Durante varios años el feminismo me llegó como iluminación. Me dejó ver parte de mi historia, la de mis amigas, las mujeres de mi familia, todas las mujeres… desde otro lugar. Le puso nombre a lo que yo no podía nombrar. Le puso marco teórico a lo que era una sensación rara, incómoda. Circunscribió las anécdotas de mi adolescencia a las de miles, millones, de mujeres de todo el mundo y me reveló un patrón escandaloso y que me llenó de bronca. Siempre me sorprende que algunos y algunas digan que el feminismo me lavó la cabeza o me vendió algunas ideas. Ninguna de todas mis creencias tiene sus raíces en mi experiencia directa como el feminismo. Los ejemplos de los libros son las experiencias de mi vida y de las mujeres que me rodean. Las violencias que se enumeran en algún paper académico rancio son los mensajes de Whatsapp que recibimos, el mandato de ser deseadas por los tipos, los matrimonios de las abuelas, la inseguridad de una amiga, los padres ausentes o inaccesibles, los dolores que nuestras madres nos confiesan sin hablarnos, la presión por ser madres y la lista es larga.
Ahora estoy en una etapa rara – de vuelta la palabra-. No tengo tantas cosas que decir. Estoy sumida en un silencio profundo y que se siente adecuado por ahora. No sé si habrá sido la pandemia, la violencia en todos lados, los cambios personales, el miedo a todo; pero estoy callada. Es difícil porque sé que callarme es un privilegio y que las voces son necesarias. Todavía practico todo lo que practico desde que entendí algunas cosas. Siempre reflexiono y tengo conversaciones en grupos pequeños. Detengo las injusticias cuando las veo, no siempre a tiempo, no siempre con la contundencia que me haría sentir orgullosa. Trabajo en eso.
No sé de dónde viene el silencio, pero es espeso. Cuando leo a algún conocido en redes despotricar contra alguna consigna feminista o descubro en el chat familiar que a veces -tantas- el ‘enemigo’ está en casa; duele como una patada en la boca del estómago. Me siento abandonada. Cuando veo en la tele la violación grupal en Palermo no puedo seguir conversando con mi pareja como si nada hubiese pasado.

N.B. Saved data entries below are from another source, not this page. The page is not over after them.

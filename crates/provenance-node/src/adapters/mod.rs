//! # Adapters
//!
//! Host-side implementations of the core's outbound ports.
//!
//! The in-memory ledger lives in `provenance-core`; the persistent ledger is
//! only built with the `rocksdb` feature.

#[cfg(feature = "rocksdb")]
pub mod rocksdb_ledger;

#[cfg(feature = "rocksdb")]
pub use rocksdb_ledger::{RocksDbLedger, RocksDbLedgerConfig};
//! Provenance reconstruction.
//!
//! The audit record pairs the current device snapshot with every version of
//! the wine key, in exactly the order the ledger yields them. Nothing is
//! re-sorted, deduplicated or skipped: one undecodable version fails the
//! whole query.

use super::{decode_wine, ProvenanceService};
use crate::domain::{AuditRecord, LedgerKey, ProvenanceError, WineHistory};
use crate::ports::inbound::QueryHistory;
use crate::ports::{HistoryScope, LedgerStore};
use tracing::{debug, instrument, warn};

impl<L: LedgerStore> ProvenanceService<L> {
    #[instrument(skip(self, query), fields(device_id = %query.device_id))]
    pub(super) fn audit(&self, query: QueryHistory) -> Result<AuditRecord, ProvenanceError> {
        let device_id = query.device_id;
        let device = self
            .device_state(&device_id)?
            .require_bound(&device_id)
            .inspect_err(|e| warn!(error = %e, "History query rejected"))?;

        let key = LedgerKey::wine(&device_id);
        let cursor = HistoryScope::new(self.ledger.history_for_key(key.as_str())?);

        let mut wine_histories = Vec::new();
        for modification in cursor {
            let modification = modification?;
            let wine = decode_wine(&key, &device_id, &modification.value)?;
            wine_histories.push(WineHistory {
                tx_id: modification.tx_id,
                timestamp: modification.timestamp,
                wine,
            });
        }

        debug!(versions = wine_histories.len(), "Reconstructed wine history");
        Ok(AuditRecord {
            device,
            wine_histories,
        })
    }
}
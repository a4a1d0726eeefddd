//! # Time Sources
//!
//! `SystemTimeSource` for real ledgers, `SequentialTimeSource` for tests and
//! replayable runs.

use crate::domain::Timestamp;
use crate::ports::TimeSource;
use chrono::Utc;
use std::sync::atomic::{AtomicI64, Ordering};

/// Wall-clock time in UTC.
#[derive(Debug, Default, Clone, Copy)]
pub struct SystemTimeSource;

impl TimeSource for SystemTimeSource {
    fn now(&self) -> Timestamp {
        Timestamp::from(Utc::now())
    }
}

/// Deterministic clock: every call advances by a fixed number of seconds.
#[derive(Debug)]
pub struct SequentialTimeSource {
    next: AtomicI64,
    step_secs: i64,
}

impl SequentialTimeSource {
    pub fn new(start_secs: i64, step_secs: i64) -> Self {
        Self {
            next: AtomicI64::new(start_secs),
            step_secs,
        }
    }
}

impl Default for SequentialTimeSource {
    fn default() -> Self {
        // 2020-01-01T00:00:00Z, one minute apart
        Self::new(1_577_836_800, 60)
    }
}

impl TimeSource for SequentialTimeSource {
    fn now(&self) -> Timestamp {
        Timestamp::new(self.next.fetch_add(self.step_secs, Ordering::SeqCst), 0)
    }
}
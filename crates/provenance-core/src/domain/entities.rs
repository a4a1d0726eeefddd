//! # Domain Entities
//!
//! Records persisted on the ledger (`Device`, `Wine`) and the read-time
//! projection built from them (`AuditRecord`).
//!
//! Field names on the wire follow the layout of records already on deployed
//! ledgers (`uid`, `device_uid`, `produce_date`, ...).

use super::value_objects::{DeviceId, Timestamp};
use serde::{Deserialize, Serialize};

/// Persisted status of an enrolled device.
///
/// `Unenrolled` is not a stored status: it is the absence of a record, see
/// [`crate::domain::DeviceState`].
#[derive(Debug, Clone, Copy, PartialEq, Eq, Hash, Serialize, Deserialize)]
#[serde(rename_all = "lowercase")]
pub enum DeviceStatus {
    Enrolled,
    #[serde(alias = "bind")]
    Bound,
}

/// A physical tracking unit.
#[derive(Debug, Clone, PartialEq, Eq, Serialize, Deserialize)]
pub struct Device {
    pub uid: DeviceId,
    pub model: String,
    pub brand: String,
    pub status: DeviceStatus,
}

impl Device {
    pub fn is_bound(&self) -> bool {
        self.status == DeviceStatus::Bound
    }
}

/// The tracked good bound to a device.
///
/// Stored under the wine key of the device it is bound to; `device_uid`
/// always equals that device's id.
#[derive(Debug, Clone, PartialEq, Eq, Serialize, Deserialize)]
pub struct Wine {
    pub owner: String,
    pub model: String,
    pub produce_date: String,
    pub produce_place: String,
    pub out_date: String,
    pub out_place: String,
    pub device_uid: DeviceId,
}

impl Wine {
    /// Same good, new owner. Every other attribute is carried over untouched.
    #[must_use]
    pub fn with_owner(self, owner: impl Into<String>) -> Self {
        Self {
            owner: owner.into(),
            ..self
        }
    }
}

/// One historical version of a wine record.
#[derive(Debug, Clone, PartialEq, Eq, Serialize, Deserialize)]
pub struct WineHistory {
    /// Transaction that wrote this version.
    pub tx_id: String,
    /// Ledger-assigned write time.
    pub timestamp: Timestamp,
    pub wine: Wine,
}

/// Current device snapshot plus every version of its wine record, in the
/// order the ledger returned them.
#[derive(Debug, Clone, PartialEq, Eq, Serialize, Deserialize)]
pub struct AuditRecord {
    pub device: Device,
    pub wine_histories: Vec<WineHistory>,
}

impl AuditRecord {
    /// Owners in history order, including repeats.
    pub fn owner_trail(&self) -> Vec<&str> {
        self.wine_histories
            .iter()
            .map(|h| h.wine.owner.as_str())
            .collect()
    }
}
//! # Ledger Container
//!
//! Builds the ledger and the router from a [`NodeConfig`].

pub mod config;

pub use config::{ConfigError, LoggingConfig, NodeConfig, StorageBackend, StorageConfig};

use provenance_core::{InMemoryLedger, LedgerStore, ProvenanceService, Router};
use std::sync::Arc;
use tracing::info;

/// Ledger shared by the service for the lifetime of the node.
pub type SharedLedger = Arc<dyn LedgerStore>;

/// Router type served by the node.
pub type NodeRouter = Router<ProvenanceService<SharedLedger>>;

/// Open the ledger selected by `config.backend`.
pub fn open_ledger(config: &StorageConfig) -> anyhow::Result<SharedLedger> {
    match config.backend {
        StorageBackend::Memory => {
            info!("Using in-memory ledger; state is lost on exit");
            Ok(Arc::new(InMemoryLedger::new()))
        }
        StorageBackend::RocksDb => open_rocksdb(config),
    }
}

#[cfg(feature = "rocksdb")]
fn open_rocksdb(config: &StorageConfig) -> anyhow::Result<SharedLedger> {
    use crate::adapters::{RocksDbLedger, RocksDbLedgerConfig};
    use anyhow::Context;

    std::fs::create_dir_all(&config.data_dir)
        .with_context(|| format!("creating data dir {}", config.data_dir.display()))?;
    let ledger = RocksDbLedger::open(RocksDbLedgerConfig {
        path: config.data_dir.clone(),
        sync_writes: config.sync_writes,
        ..Default::default()
    })?;
    Ok(Arc::new(ledger))
}

#[cfg(not(feature = "rocksdb"))]
fn open_rocksdb(config: &StorageConfig) -> anyhow::Result<SharedLedger> {
    Err(ConfigError::BackendNotCompiled {
        backend: config.backend,
    }
    .into())
}

/// Wire the ledger into a service and router.
pub fn build_router(ledger: SharedLedger) -> NodeRouter {
    Router::new(ProvenanceService::new(ledger))
}

#[cfg(test)]
mod tests {
    use super::*;

    #[test]
    fn test_memory_backend_serves_requests() {
        let ledger = open_ledger(&StorageConfig::default()).unwrap();
        let router = build_router(ledger);
        let args = vec!["D1".to_string(), "X1".to_string(), "Acme".to_string()];
        assert!(router.dispatch("enrollDevice", &args).ok);
    }

    #[cfg(not(feature = "rocksdb"))]
    #[test]
    fn test_rocksdb_backend_unavailable_without_feature() {
        let config = StorageConfig {
            backend: StorageBackend::RocksDb,
            ..Default::default()
        };
        let err = open_ledger(&config).err().unwrap();
        assert!(err.to_string().contains("not compiled in"));
    }

    #[cfg(feature = "rocksdb")]
    #[test]
    fn test_rocksdb_backend_opens_in_data_dir() {
        let dir = tempfile::tempdir().unwrap();
        let config = StorageConfig {
            backend: StorageBackend::RocksDb,
            data_dir: dir.path().join("ledger"),
            sync_writes: false,
        };
        let ledger = open_ledger(&config).unwrap();
        ledger.put_state("deviceD1", b"{}").unwrap();
        assert_eq!(ledger.get_state("deviceD1").unwrap(), Some(b"{}".to_vec()));
    }
}
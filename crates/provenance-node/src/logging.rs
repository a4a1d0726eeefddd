//! Tracing subscriber setup.
//!
//! Logs go to stderr; stdout is reserved for replies.

use crate::container::LoggingConfig;
use tracing_subscriber::{fmt, layer::SubscriberExt, util::SubscriberInitExt, EnvFilter};

/// Install the global subscriber. `RUST_LOG` takes precedence over the
/// configured level.
pub fn init_logging(config: &LoggingConfig) -> anyhow::Result<()> {
    let env_filter = EnvFilter::try_from_default_env()
        .or_else(|_| EnvFilter::try_new(&config.level))?;

    if config.json {
        let json_layer = fmt::layer()
            .json()
            .with_target(true)
            .with_thread_ids(true)
            .with_writer(std::io::stderr);
        tracing_subscriber::registry()
            .with(env_filter)
            .with(json_layer)
            .try_init()?;
    } else {
        let fmt_layer = fmt::layer()
            .with_target(true)
            .with_thread_ids(false)
            .with_ansi(false)
            .with_writer(std::io::stderr);
        tracing_subscriber::registry()
            .with(env_filter)
            .with(fmt_layer)
            .try_init()?;
    }
    Ok(())
}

Algo pasó, y se forma a mi alrededor una capa espesa de algo que me aleja de él, un poco de todos. Digerir tanta violencia no es gratis. Encontrar en todos los espacios tipos que creen que saben más que vos sin conocerte, que tienen mejor criterio, que pueden hacer lo que quieran, que nada es para tanto…es pesado. Supongo que este silencio es cansancio y duelo y que ya vendrán momentos de más escritura, más ejemplos, más invitaciones a entablar diálogo que pueda transformar. Pero ahora habito el silencio como lo único que se siente bien y este texto es acaso un intento forzado de dar el presente, de decirles que las pienso y nos pienso siempre, y que me duele cada paso atrás. Para meterse abajo del agua primero hay que respirar, y el aire solo puede retenerse por un buen rato antes de que el pedido sea desesperado: ¡Aire!